While the PPP may have been our traditional rival, it is a national asset whose leadership has inspired many Pakistanis. Political parties form part of the basis on which the entire edifice of democracy rests. If our country is to move forward, we need an independent judiciary, a sovereign Parliament and strong political parties that are accountable to the people. Without political parties, there will be hopelessness and authoritarianism will thrive. Dictators fear the power of the
people. That is why they pit parties against each other and then try to destroy those parties - to further their own agenda. This is what has happened in Pakistan in recent years.

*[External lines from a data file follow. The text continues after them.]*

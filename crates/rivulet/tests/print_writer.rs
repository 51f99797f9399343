use std::borrow::Cow;

use rivulet::{CollectStringPrint, NoPrint, PrintWriter, Runner};

fn printed(code: &str) -> String {
    let runner = Runner::new(code, "test.py").unwrap();
    let mut writer = CollectStringPrint::new();
    runner.run_no_limits(&mut writer).unwrap();
    writer.into_output()
}

#[test]
fn print_single_string() {
    assert_eq!(printed("print('hello')"), "hello\n");
}

#[test]
fn print_multiple_args() {
    assert_eq!(printed("print('hello', 'world')"), "hello world\n");
}

#[test]
fn print_empty() {
    assert_eq!(printed("print()"), "\n");
}

#[test]
fn print_mixed_types() {
    assert_eq!(
        printed("print('count:', 42, True, None, 2.5, [1, 'a'], (1,))"),
        "count: 42 True None 2.5 [1, 'a'] (1,)\n"
    );
}

#[test]
fn print_sep_and_end() {
    assert_eq!(printed("print(1, 2, 3, sep='-', end='!')\nprint('x', end='')"), "1-2-3!x");
}

#[test]
fn print_uses_dunder_str() {
    let code = "
class Point:
    def __init__(self, x, y):
        self.x = x
        self.y = y

    def __str__(self):
        return 'P(' + str(self.x) + ', ' + str(self.y) + ')'

print(Point(1, 2))
";
    assert_eq!(printed(code), "P(1, 2)\n");
}

#[test]
fn print_in_function_and_loop() {
    let code = "
def greet(name):
    print('Hello', name)

for name in ['Alice', 'Bob']:
    greet(name)
";
    assert_eq!(printed(code), "Hello Alice\nHello Bob\n");
}

#[test]
fn writer_reuse_accumulates() {
    let mut writer = CollectStringPrint::new();
    Runner::new("print('first')", "test.py")
        .unwrap()
        .run_no_limits(&mut writer)
        .unwrap();
    Runner::new("print('second')", "test.py")
        .unwrap()
        .run_no_limits(&mut writer)
        .unwrap();
    assert_eq!(writer.output(), "first\nsecond\n");
    assert_eq!(writer.lines().collect::<Vec<_>>(), ["first", "second"]);
}

#[test]
fn no_print_suppresses_output() {
    let code = "
for i in range(100):
    print('this should be suppressed', i)
";
    let runner = Runner::new(code, "test.py").unwrap();
    assert!(runner.run_no_limits(&mut NoPrint).is_ok());
}

/// Records which calls the writer received.
#[derive(Default)]
struct Recording {
    calls: Vec<String>,
}

impl PrintWriter for Recording {
    fn write(&mut self, text: Cow<'_, str>) {
        self.calls.push(format!("write({text})"));
    }

    fn push(&mut self, ch: char) {
        self.calls.push(format!("push({ch:?})"));
    }
}

#[test]
fn separators_arrive_through_push() {
    let runner = Runner::new("print('a', 'b', sep='::')", "test.py").unwrap();
    let mut writer = Recording::default();
    runner.run_no_limits(&mut writer).unwrap();
    assert_eq!(
        writer.calls,
        ["write(a)", "push(':')", "push(':')", "write(b)", "push('\\n')"]
    );
}
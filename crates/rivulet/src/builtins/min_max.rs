//! Implementation of the min() and max() builtin functions.

use crate::{
    args::ArgValues,
    bytecode::{CompareKind, vm::VM},
    exception::{ExcType, RunResult},
    io::PrintWriter,
    resource::ResourceTracker,
    value::Value,
};

/// Implementation of the min() builtin function.
///
/// Accepts either one iterable or two or more positional arguments, plus the `key`
/// and `default` keywords.
pub fn builtin_min(vm: &mut VM<'_, impl ResourceTracker, impl PrintWriter>, args: ArgValues) -> RunResult<Value> {
    extreme(vm, args, "min", CompareKind::Lt)
}

/// Implementation of the max() builtin function.
pub fn builtin_max(vm: &mut VM<'_, impl ResourceTracker, impl PrintWriter>, args: ArgValues) -> RunResult<Value> {
    extreme(vm, args, "max", CompareKind::Gt)
}

/// Keeps the first item for which no later item compares `kind` against it.
fn extreme(
    vm: &mut VM<'_, impl ResourceTracker, impl PrintWriter>,
    mut args: ArgValues,
    name: &str,
    kind: CompareKind,
) -> RunResult<Value> {
    let key = args.take_kwarg("key").filter(|key| !key.is_none());
    let default = args.take_kwarg("default");
    args.check_no_kwargs(name)?;

    let items = match args.positional.len() {
        0 => return Err(ExcType::type_error_at_least(name, 1, 0)),
        1 => {
            let iterable = args.positional.swap_remove(0);
            vm.collect_iterable(iterable)?
        }
        _ if default.is_some() => {
            return Err(ExcType::type_error(format!(
                "Cannot specify a default for {name}() with multiple positional arguments"
            )));
        }
        _ => args.positional,
    };

    let mut best: Option<(Value, Value)> = None;
    for item in items {
        let item_key = match &key {
            Some(func) => vm.call_sync(func.clone(), ArgValues::positional(vec![item.clone()]))?,
            None => item.clone(),
        };
        best = match best {
            Some((best_key, best_item)) if !vm.compare_order(kind, &item_key, &best_key)? => {
                Some((best_key, best_item))
            }
            _ => Some((item_key, item)),
        };
    }
    match best {
        Some((_, item)) => Ok(item),
        None => default.ok_or_else(|| ExcType::value_error(format!("{name}() iterable argument is empty"))),
    }
}
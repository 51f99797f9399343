//! Unary, binary and in-place operation helpers for the VM.

use num_integer::Integer;

use super::VM;
use crate::{
    bytecode::Opcode,
    exception::{ExcType, RunError, RunResult, SimpleException},
    heap::{HeapData, HeapId},
    io::PrintWriter,
    resource::ResourceTracker,
    types::{Dict, DictKey, Set},
    value::Value,
};

/// Longest string or sequence a repetition may produce.
const MAX_REPEAT_LEN: usize = 1 << 28;

/// Arithmetic and bitwise operators shared by the binary and in-place opcodes.
#[derive(Debug, Clone, Copy, PartialEq, Eq)]
enum BinOp {
    Add,
    Sub,
    Mul,
    TrueDiv,
    FloorDiv,
    Mod,
    Pow,
    LShift,
    RShift,
    And,
    Or,
    Xor,
}

impl BinOp {
    /// Decodes an opcode into its operator and whether it is the in-place form.
    fn from_opcode(op: Opcode) -> Option<(Self, bool)> {
        let decoded = match op {
            Opcode::BinaryAdd => (Self::Add, false),
            Opcode::BinarySubtract => (Self::Sub, false),
            Opcode::BinaryMultiply => (Self::Mul, false),
            Opcode::BinaryTrueDivide => (Self::TrueDiv, false),
            Opcode::BinaryFloorDivide => (Self::FloorDiv, false),
            Opcode::BinaryModulo => (Self::Mod, false),
            Opcode::BinaryPower => (Self::Pow, false),
            Opcode::BinaryLshift => (Self::LShift, false),
            Opcode::BinaryRshift => (Self::RShift, false),
            Opcode::BinaryAnd => (Self::And, false),
            Opcode::BinaryOr => (Self::Or, false),
            Opcode::BinaryXor => (Self::Xor, false),
            Opcode::InplaceAdd => (Self::Add, true),
            Opcode::InplaceSubtract => (Self::Sub, true),
            Opcode::InplaceMultiply => (Self::Mul, true),
            Opcode::InplaceTrueDivide => (Self::TrueDiv, true),
            Opcode::InplaceFloorDivide => (Self::FloorDiv, true),
            Opcode::InplaceModulo => (Self::Mod, true),
            Opcode::InplacePower => (Self::Pow, true),
            Opcode::InplaceLshift => (Self::LShift, true),
            Opcode::InplaceRshift => (Self::RShift, true),
            Opcode::InplaceAnd => (Self::And, true),
            Opcode::InplaceOr => (Self::Or, true),
            Opcode::InplaceXor => (Self::Xor, true),
            _ => return None,
        };
        Some(decoded)
    }

    fn symbol(self) -> &'static str {
        match self {
            Self::Add => "+",
            Self::Sub => "-",
            Self::Mul => "*",
            Self::TrueDiv => "/",
            Self::FloorDiv => "//",
            Self::Mod => "%",
            Self::Pow => "**",
            Self::LShift => "<<",
            Self::RShift => ">>",
            Self::And => "&",
            Self::Or => "|",
            Self::Xor => "^",
        }
    }

    /// Stem of the dunder names: `add` gives `__add__`, `__radd__` and `__iadd__`.
    fn dunder_stem(self) -> &'static str {
        match self {
            Self::Add => "add",
            Self::Sub => "sub",
            Self::Mul => "mul",
            Self::TrueDiv => "truediv",
            Self::FloorDiv => "floordiv",
            Self::Mod => "mod",
            Self::Pow => "pow",
            Self::LShift => "lshift",
            Self::RShift => "rshift",
            Self::And => "and",
            Self::Or => "or",
            Self::Xor => "xor",
        }
    }
}

impl<T: ResourceTracker, P: PrintWriter> VM<'_, T, P> {
    /// `UNARY_*`
    pub(super) fn unary_op(&mut self, op: Opcode, operand: Value) -> RunResult<Value> {
        let (symbol, dunder) = match op {
            Opcode::UnaryNot => return Ok(Value::Bool(!self.truthy(&operand)?)),
            Opcode::UnaryPositive => ("+", "__pos__"),
            Opcode::UnaryNegative => ("-", "__neg__"),
            Opcode::UnaryInvert => ("~", "__invert__"),
            _ => return Err(RunError::internal("unary_op: not a unary opcode")),
        };
        let result = match (&operand, op) {
            (Value::Int(_) | Value::Bool(_), Opcode::UnaryPositive) => operand.as_int().map(Value::Int),
            (Value::Float(_), Opcode::UnaryPositive) => Some(operand.clone()),
            (Value::Int(_) | Value::Bool(_), Opcode::UnaryNegative) => {
                let n = operand.as_int().unwrap_or_default();
                Some(Value::Int(n.checked_neg().ok_or_else(ExcType::overflow)?))
            }
            (Value::Float(f), Opcode::UnaryNegative) => Some(Value::Float(-f)),
            (Value::Int(_) | Value::Bool(_), _) => operand.as_int().map(|n| Value::Int(!n)),
            _ => None,
        };
        if let Some(result) = result {
            return Ok(result);
        }
        match self.call_dunder(&operand, dunder, Vec::new())? {
            Some(result) => Ok(result),
            None => Err(ExcType::type_error(format!(
                "bad operand type for unary {symbol}: '{}'",
                operand.type_name(self.heap)
            ))),
        }
    }

    /// `BINARY_*` and `INPLACE_*`
    pub(crate) fn binary_opcode(&mut self, op: Opcode, lhs: Value, rhs: Value) -> RunResult<Value> {
        let (bin_op, inplace) =
            BinOp::from_opcode(op).ok_or_else(|| RunError::internal("binary_opcode: not a binary opcode"))?;
        if inplace && let Some(result) = self.inplace_op(bin_op, &lhs, &rhs)? {
            return Ok(result);
        }
        if let Some(result) = self.builtin_binary(bin_op, &lhs, &rhs)? {
            return Ok(result);
        }

        let stem = bin_op.dunder_stem();
        if let Some(result) = self.call_dunder(&lhs, &format!("__{stem}__"), vec![rhs.clone()])? {
            return Ok(result);
        }
        if let Some(result) = self.call_dunder(&rhs, &format!("__r{stem}__"), vec![lhs.clone()])? {
            return Ok(result);
        }
        let symbol = if inplace {
            format!("{}=", bin_op.symbol())
        } else {
            bin_op.symbol().to_owned()
        };
        Err(ExcType::type_error_operands(
            &symbol,
            &lhs.type_name(self.heap),
            &rhs.type_name(self.heap),
        ))
    }

    /// In-place forms that mutate their left operand: `__i*__` methods and list `+=`.
    fn inplace_op(&mut self, op: BinOp, lhs: &Value, rhs: &Value) -> RunResult<Option<Value>> {
        if let Some(result) = self.call_dunder(lhs, &format!("__i{}__", op.dunder_stem()), vec![rhs.clone()])? {
            return Ok(Some(result));
        }
        let Some(id) = lhs.ref_id() else {
            return Ok(None);
        };
        if op == BinOp::Add && matches!(self.heap.get(id), HeapData::List(_)) {
            let extra = self.collect_iterable(rhs.clone())?;
            if let HeapData::List(items) = self.heap.get_mut(id) {
                items.extend(extra);
            }
            return Ok(Some(lhs.clone()));
        }
        Ok(None)
    }

    /// Operators on builtin types; `None` when the operand types have no builtin meaning.
    fn builtin_binary(&mut self, op: BinOp, lhs: &Value, rhs: &Value) -> RunResult<Option<Value>> {
        if let (Some(a), Some(b)) = (lhs.as_int(), rhs.as_int()) {
            if matches!((lhs, rhs), (Value::Bool(_), Value::Bool(_)))
                && let Some(result) = bool_bitwise(op, a != 0, b != 0)
            {
                return Ok(Some(Value::Bool(result)));
            }
            return int_binary(op, a, b).map(Some);
        }
        if let (Some(a), Some(b)) = (lhs.as_float(), rhs.as_float()) {
            return float_binary(op, a, b);
        }
        match (lhs, rhs) {
            (Value::Str(a), Value::Str(b)) if op == BinOp::Add => {
                let mut joined = String::with_capacity(a.len() + b.len());
                joined.push_str(a);
                joined.push_str(b);
                return Ok(Some(Value::from(joined)));
            }
            (Value::Str(s), n) | (n, Value::Str(s)) if op == BinOp::Mul && n.as_int().is_some() => {
                let count = repeat_count(n, s.len())?;
                return Ok(Some(Value::from(s.repeat(count))));
            }
            _ => {}
        }
        let (Some(a), b) = (lhs.ref_id(), rhs) else {
            return match (rhs.ref_id(), lhs.as_int()) {
                (Some(seq), Some(_)) if op == BinOp::Mul => self.repeat_sequence(seq, lhs),
                _ => Ok(None),
            };
        };
        if op == BinOp::Mul && b.as_int().is_some() {
            return self.repeat_sequence(a, b);
        }
        let Some(b) = b.ref_id() else {
            return Ok(None);
        };

        let data = match (self.heap.get(a), self.heap.get(b), op) {
            (HeapData::List(x), HeapData::List(y), BinOp::Add) => HeapData::List(x.iter().chain(y).cloned().collect()),
            (HeapData::Tuple(x), HeapData::Tuple(y), BinOp::Add) => {
                HeapData::Tuple(x.iter().chain(y).cloned().collect())
            }
            (HeapData::Set(x), HeapData::Set(y), BinOp::Or | BinOp::And | BinOp::Sub | BinOp::Xor) => {
                HeapData::Set(set_binary(op, x, y))
            }
            (HeapData::Dict(x), HeapData::Dict(y), BinOp::Or) => {
                let mut merged = Dict::new();
                for (hash, key, value) in x.entries().chain(y.entries()) {
                    merged.insert(hash.clone(), key.clone(), value.clone());
                }
                HeapData::Dict(merged)
            }
            _ => return Ok(None),
        };
        Ok(Some(Value::Ref(self.heap.allocate(data)?)))
    }

    /// `seq * n` for lists and tuples.
    fn repeat_sequence(&mut self, seq: HeapId, count: &Value) -> RunResult<Option<Value>> {
        let data = match self.heap.get(seq) {
            HeapData::List(items) => HeapData::List(repeat_items(items, repeat_count(count, items.len())?)),
            HeapData::Tuple(items) => HeapData::Tuple(repeat_items(items, repeat_count(count, items.len())?)),
            _ => return Ok(None),
        };
        Ok(Some(Value::Ref(self.heap.allocate(data)?)))
    }
}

So, what is the way out of the depths to which Pakistan has been plunged? First, Musharraf should go immediately. He is the primary and principal source of discord. Second, an interim, broad-based, national unity government should be immediately installed to heal the wounds of this bruised nation. Third, the Constitution should be restored to what it was in 1973. The judiciary should be restored to its condition before 3 November 2007 - countering the boneheaded steps Musharraf took under the garb of illegal "Emergency" rule. All curbs on the media-press should be removed. Finally, free, fair and impartial elections should be held in a friendly and peaceful environment under such a national government so that the people are able to choose their representatives for a Parliament and government that can be trusted to rebuild the country rather than serve the agenda of a dictator.

These are the only steps that will give the country a semblance of stability. If Musharraf continues to illegally rule as he has for the past eight years (1999-2008), then we are doing nothing but waiting for another doomsday.

The world must realize that Musharraf's policies have neither limited nor curbed terrorism. In fact, terrorism is stronger than ever, with far more sinister aspects, and as long as Musharraf remains, there remains the threat of more terror. The people of Pakistan should not be antagonized any further for the sake of only one dictator. It is time for the international community to join hands in support of true civilian democracy, human rights, civil liberties, freedom, equal justice and the rule of just & fair laws in Pakistan. The answer to my country's problems is a democratic process that promotes justice, peace, harmony and tolerance, and hence can play an effective role in promoting moderation. Under the ruling corrupt tyranny, there is no future for economic development, family prosperity and business progress in Pakistan.